Seguimos. Hacemos dos vías más a la derecha de esta Terapia de estrella, 6a que tiene un pasito en diedro de colocar bien pies y café con lIerde, 6a aunque también cortita y compartiendo reunión con la anterior tiene un pasete en fisura/placa divertido.
Cascada al final del sector

Nos movemos a la zona de la cueva. Ha venido Dani Fuertes que había quedado con Eriko y tiene por allí alguna vía pendiente y también alguna cosilla que equipar. Nos quedamos por allí y mientras descanso y Eriko prueba su proyecto y Dani aprovecha que estamos para escalar también, me pienso qué hacer. No quiero abusar con el hombro ya que es primer día, pero algo más sique querría hacer. Descarto un 6b de diedro (no bueno para hombro…) y me fio de Dani que me recomienda un 6c+ de movimientos netos. Es una placa desplomada de regletas de sikas y, aunque estoy fuera de forma, la monto y doy un pegue de primero, Devuélveme la vía que me la has roba, 6c+ y después le doy otro en polea para desmontar.


Yo me quedo más que satisfecho. Se hace la hora de comer que es cuando nos teníamos que volver a Jaca y Eriko también termina el segundo pegue a su vía. Nos despedimos de Dani que se queda un rato más y para casa.
Ese tablón!



Vértice de Anayet desde Formigal, 2.520 m.


Recién llegado al campo base de Jaca por vacaciones, de forma improvisada sale la oportunidad de empezar ya a hacer monte. Arancha, una compañera de oficina que anda por Biescas me dice que ha quedado con un amigo, Alberto, para hacer una “mañanera”. Son las diez de la noche, estoy perezoso aún, recién desembarcado, pero me apunto… Si me levanto sin ánimo siempre puedo avisarles y, como van dos, no les hago mucho desaguisado.

A las 8 de la mañana estoy en la plaza de Biescas, les recojo y ponemos rumbo a la estación de esquí de Formigal. El coche lo dejamos en el parking de sarrios. Allí, se toma una pista asfaltada (*que nosotros nos escaqueamos -secretito-) y se llega hasta los remontes donde se coge ya la GR11.
Arancha busca el agua tras salvar el primer desnivel del camino

La seguimos en dirección Oeste adentrándonos por el barranco que poco a poco nos va haciendo ganar altura. Durante el ascenso hasta casi los 2.000 metros, podemos ver ranas, marmotas, lagartos de diferentes colores… A pesar de no haber madrugado mucho y que el día está completamente despejado, que sudamos como pollos, podía haber sido peor. Gracias a la brisa que corre en algunos tramos nos refrescamos. Eso sí, toda el agua que llevo termina cayendo.
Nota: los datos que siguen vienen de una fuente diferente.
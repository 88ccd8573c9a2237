//! Postgres access for the job pipeline: pool setup, migrations, row models
//! and repositories.

pub mod models;
pub mod repositories;

use sqlx::postgres::PgPoolOptions;

pub type DbPool = sqlx::PgPool;

/// Create a connection pool from a database URL.
pub async fn create_pool(database_url: &str) -> Result<DbPool, sqlx::Error> {
    PgPoolOptions::new()
        .max_connections(20)
        .connect(database_url)
        .await
}

/// Round-trip a trivial query to verify the pool can reach the database.
pub async fn health_check(pool: &DbPool) -> Result<(), sqlx::Error> {
    sqlx::query("SELECT 1").execute(pool).await?;
    Ok(())
}

/// Apply pending migrations from `db/migrations`.
pub async fn run_migrations(pool: &DbPool) -> Result<(), sqlx::migrate::MigrateError> {
    sqlx::migrate!("../../db/migrations").run(pool).await
}
//! GENERATION: produce schema-valid creatives and fan out one IMAGES job.

use adforge_core::creative::CreativeType;
use adforge_core::job::GenerationPayload;
use adforge_core::types::DbId;
use adforge_db::models::generation_run::GenerationSuccess;
use adforge_db::models::status::RunStatus;
use adforge_db::repositories::{BrandRepo, GenerationRunRepo};

use crate::context::PipelineContext;
use crate::creative_engine::generate_creatives;
use crate::enqueue::enqueue_images;
use crate::error::{PipelineError, BRAND_DNA_NOT_FOUND, GENERATION_RUN_NOT_FOUND};
use crate::prompts::GenerationParameters;

#[derive(Debug, Clone, PartialEq, Eq)]
pub enum GenerationOutcome {
    Completed { images_job_id: DbId, repaired: bool },
    /// The run had already succeeded; no second IMAGES job is created.
    AlreadyCompleted,
}

pub async fn run(
    ctx: &PipelineContext,
    payload: &GenerationPayload,
) -> Result<GenerationOutcome, PipelineError> {
    let run_id = payload.generation_run_id;
    match execute(ctx, payload).await {
        Ok(outcome) => Ok(outcome),
        Err(e) => {
            super::record_run_failure(
                "generation",
                run_id,
                GenerationRunRepo::mark_failed(&ctx.pool, run_id, &e.to_string()),
            )
            .await;
            Err(e)
        }
    }
}

async fn execute(
    ctx: &PipelineContext,
    payload: &GenerationPayload,
) -> Result<GenerationOutcome, PipelineError> {
    let run_id = payload.generation_run_id;
    let run = GenerationRunRepo::find_by_id(&ctx.pool, run_id)
        .await?
        .ok_or_else(|| PipelineError::failed(GENERATION_RUN_NOT_FOUND))?;
    if run.status() == Some(RunStatus::Succeeded) {
        tracing::info!(run_id, "Generation run already succeeded, skipping");
        return Ok(GenerationOutcome::AlreadyCompleted);
    }
    if !GenerationRunRepo::mark_running(&ctx.pool, run_id).await? {
        tracing::info!(run_id, "Generation run succeeded concurrently, skipping");
        return Ok(GenerationOutcome::AlreadyCompleted);
    }

    // The run row is authoritative for the type.
    let creative_type: CreativeType = run.creative_type.parse()?;
    if creative_type != payload.creative_type {
        tracing::warn!(
            run_id,
            run_type = %creative_type,
            payload_type = %payload.creative_type,
            "Job payload type differs from run type; using run type",
        );
    }

    let dna = BrandRepo::find_dna(&ctx.pool, run.brand_dna_id)
        .await?
        .ok_or_else(|| PipelineError::failed(BRAND_DNA_NOT_FOUND))?;
    let params = GenerationParameters::from_value(&run.parameters);

    let result = generate_creatives(ctx.backend.as_ref(), creative_type, &dna.dna, &params).await?;
    let success = GenerationSuccess {
        output: serde_json::to_value(&result.output)
            .map_err(|e| PipelineError::failed(format!("output serialization failed: {e}")))?,
        model: result.model,
        usage: result.usage,
    };

    // Run success and the follow-on job commit together or not at all. An
    // overlapping delivery that already succeeded wins; this one enqueues
    // nothing.
    let mut tx = ctx.pool.begin().await?;
    if !GenerationRunRepo::mark_succeeded(&mut *tx, run_id, &success).await? {
        tx.rollback().await?;
        tracing::warn!(run_id, "Generation run already succeeded by another delivery");
        return Ok(GenerationOutcome::AlreadyCompleted);
    }
    let images_job = enqueue_images(
        &mut *tx,
        run_id,
        &ctx.config.image_formats,
        ctx.config.max_attempts,
    )
    .await?;
    tx.commit().await?;

    tracing::info!(
        run_id,
        creative_type = %creative_type,
        repaired = result.repaired,
        images_job_id = images_job.id,
        "Generation succeeded",
    );
    Ok(GenerationOutcome::Completed {
        images_job_id: images_job.id,
        repaired: result.repaired,
    })
}
/// Default name of the header the hosting platform's scheduler sets on cron
/// invocations.
pub const DEFAULT_SCHEDULER_HEADER: &str = "x-vercel-cron";

/// Server configuration loaded from environment variables.
///
/// All fields have sensible defaults suitable for local development.
/// In production, override via environment variables.
#[derive(Debug, Clone)]
pub struct ServerConfig {
    /// Bind address (default: `0.0.0.0`).
    pub host: String,
    /// Bind port (default: `3000`).
    pub port: u16,
    /// Allowed CORS origins, parsed from comma-separated `CORS_ORIGINS` env var.
    pub cors_origins: Vec<String>,
    /// HTTP request timeout in seconds (default: `300`).
    pub request_timeout_secs: u64,
    /// Shared secret for the scheduler trigger. `None` disables the
    /// bearer and `x-cron-secret` paths.
    pub cron_secret: Option<String>,
    /// Bearer token for operator endpoints. `None` rejects every call.
    pub operator_token: Option<String>,
    /// Header whose value `1` marks a platform scheduler invocation.
    pub scheduler_header: String,
}

impl ServerConfig {
    /// Load configuration from environment variables with defaults.
    ///
    /// | Env Var                | Default                    |
    /// |------------------------|----------------------------|
    /// | `HOST`                 | `0.0.0.0`                  |
    /// | `PORT`                 | `3000`                     |
    /// | `CORS_ORIGINS`         | `http://localhost:5173`    |
    /// | `REQUEST_TIMEOUT_SECS` | `300`                      |
    /// | `CRON_SECRET`          | unset                      |
    /// | `OPERATOR_TOKEN`       | unset                      |
    /// | `SCHEDULER_HEADER`     | `x-vercel-cron`            |
    pub fn from_env() -> Self {
        let host = std::env::var("HOST").unwrap_or_else(|_| "0.0.0.0".into());

        let port: u16 = std::env::var("PORT")
            .unwrap_or_else(|_| "3000".into())
            .parse()
            .expect("PORT must be a valid u16");

        let cors_origins: Vec<String> = std::env::var("CORS_ORIGINS")
            .unwrap_or_else(|_| "http://localhost:5173".into())
            .split(',')
            .map(|s| s.trim().to_string())
            .filter(|s| !s.is_empty())
            .collect();

        // Model calls can take minutes; the trigger waits for the whole batch.
        let request_timeout_secs: u64 = std::env::var("REQUEST_TIMEOUT_SECS")
            .unwrap_or_else(|_| "300".into())
            .parse()
            .expect("REQUEST_TIMEOUT_SECS must be a valid u64");

        let scheduler_header = std::env::var("SCHEDULER_HEADER")
            .map(|h| h.trim().to_ascii_lowercase())
            .ok()
            .filter(|h| !h.is_empty())
            .unwrap_or_else(|| DEFAULT_SCHEDULER_HEADER.into());

        Self {
            host,
            port,
            cors_origins,
            request_timeout_secs,
            cron_secret: non_empty_var("CRON_SECRET"),
            operator_token: non_empty_var("OPERATOR_TOKEN"),
            scheduler_header,
        }
    }
}

fn non_empty_var(name: &str) -> Option<String> {
    std::env::var(name)
        .ok()
        .map(|v| v.trim().to_string())
        .filter(|v| !v.is_empty())
}
//! INGESTION: fetch site pages, synthesize Brand DNA, activate it.

use adforge_core::job::IngestionPayload;
use adforge_core::types::DbId;
use adforge_db::models::brand::NewBrandPage;
use adforge_db::models::status::RunStatus;
use adforge_db::repositories::{BrandRepo, IngestionRunRepo, ProjectRepo};

use crate::brand_analyzer::{analyze_brand, build_corpus};
use crate::context::PipelineContext;
use crate::error::{PipelineError, INGESTION_RUN_NOT_FOUND, NO_PAGES_SCRAPED};

/// What a successful ingestion produced.
#[derive(Debug, Clone, PartialEq, Eq)]
pub enum IngestionOutcome {
    Completed { brand_dna_id: DbId, pages: usize },
    /// The run had already succeeded (job re-delivered after a crash).
    AlreadyCompleted,
}

pub async fn run(
    ctx: &PipelineContext,
    payload: &IngestionPayload,
) -> Result<IngestionOutcome, PipelineError> {
    let run_id = payload.ingestion_run_id;
    match execute(ctx, run_id).await {
        Ok(outcome) => Ok(outcome),
        Err(e) => {
            super::record_run_failure(
                "ingestion",
                run_id,
                IngestionRunRepo::mark_failed(&ctx.pool, run_id, &e.to_string()),
            )
            .await;
            Err(e)
        }
    }
}

async fn execute(ctx: &PipelineContext, run_id: DbId) -> Result<IngestionOutcome, PipelineError> {
    let run = IngestionRunRepo::find_by_id(&ctx.pool, run_id)
        .await?
        .ok_or_else(|| PipelineError::failed(INGESTION_RUN_NOT_FOUND))?;
    if run.status() == Some(RunStatus::Succeeded) {
        tracing::info!(run_id, "Ingestion run already succeeded, skipping");
        return Ok(IngestionOutcome::AlreadyCompleted);
    }
    if !IngestionRunRepo::mark_running(&ctx.pool, run_id).await? {
        tracing::info!(run_id, "Ingestion run succeeded concurrently, skipping");
        return Ok(IngestionOutcome::AlreadyCompleted);
    }

    let pages = ctx.fetcher.fetch_pages(&run.input_url).await?;
    if pages.is_empty() {
        return Err(PipelineError::failed(NO_PAGES_SCRAPED));
    }

    let new_pages: Vec<NewBrandPage> = pages
        .iter()
        .map(|p| NewBrandPage {
            url: p.url.clone(),
            title: p.title.clone(),
            content: p.content.clone(),
            content_sha: p.content_sha(),
        })
        .collect();
    let stored = BrandRepo::insert_pages(&ctx.pool, run.project_id, &new_pages).await?;

    let corpus = build_corpus(&pages);
    let analysis = analyze_brand(ctx.backend.as_ref(), &run.input_url, &pages).await?;
    let dna_json = serde_json::to_value(&analysis.dna)
        .map_err(|e| PipelineError::failed(format!("brand DNA serialization failed: {e}")))?;
    let stats = serde_json::json!({
        "pages": pages.len(),
        "pagesStored": stored,
        "model": analysis.model,
        "usage": analysis.usage,
    });

    let mut tx = ctx.pool.begin().await?;
    let dna = BrandRepo::create_dna(&mut *tx, run.project_id, &dna_json, &corpus).await?;
    ProjectRepo::set_active_brand_dna(&mut *tx, run.project_id, dna.id).await?;
    if !IngestionRunRepo::mark_succeeded(&mut *tx, run_id, dna.id, &stats).await? {
        // Drops the Brand DNA and activation written above.
        tx.rollback().await?;
        tracing::warn!(run_id, "Ingestion run already succeeded by another delivery");
        return Ok(IngestionOutcome::AlreadyCompleted);
    }
    tx.commit().await?;

    tracing::info!(
        run_id,
        project_id = run.project_id,
        brand_dna_id = dna.id,
        pages = pages.len(),
        "Ingestion succeeded",
    );
    Ok(IngestionOutcome::Completed {
        brand_dna_id: dna.id,
        pages: pages.len(),
    })
}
En apenas una hora hemos llegado a los ibones. Muy bien, la verdad. Así que, aunque los tres tenemos que estar en Biescas y Jaca, respectivamente, a la hora de comer decidimos tirar para arriba. Después de un breve descanso y las pertinentes fotos que, en un marco así son obligatorias, retomamos el camino.
Ibón de Anayet

Al llegar al collado dudo si subir sólo el pico Anayet o seguir con Arancha y Alberto al vértice. Yo ya he subido el vértice. Lo hice hace 3-4 años con mi amigo Andrés y, ya que estoy allí,… Dudo.

Finalmente, por motivos de horario prefiero ir juntos y, así, evitar demorarnos más de la cuenta por unos u otro, ya que el tiempo de subida desde allí a cualquiera de los dos objetivos es similar… Además, como la anterior vez (con nieve) que subí al vértice lo hice por la canal, tampoco voy a repetir itinerario.

El siguiente tramo es una pendiente mantenida por el mismo collado al que llegamos desde los ibones. Con la cumbre en todo momento a la vista es cuestión de coger el ritmo e ir superando la distancia que nos separa de ella.

En menos de dos horas alcanzamos la cumbre del Vértice de Anayet. Esta nos regala una amplia panorámica de picos y valles próximos y conocidos. Comemos algo, le pedimos a un gabacho que nos haga una foto cimera y comenzamos la vuelta. Lo haremos por el mismo camino que hemos seguido de subida.


Señalar que esta marcha es fácil, agradecida y muy bien señalizada. Merece la pena hacerla si aún no se ha realizado y es perfectamente compatible con niños, al menos hasta los ibones.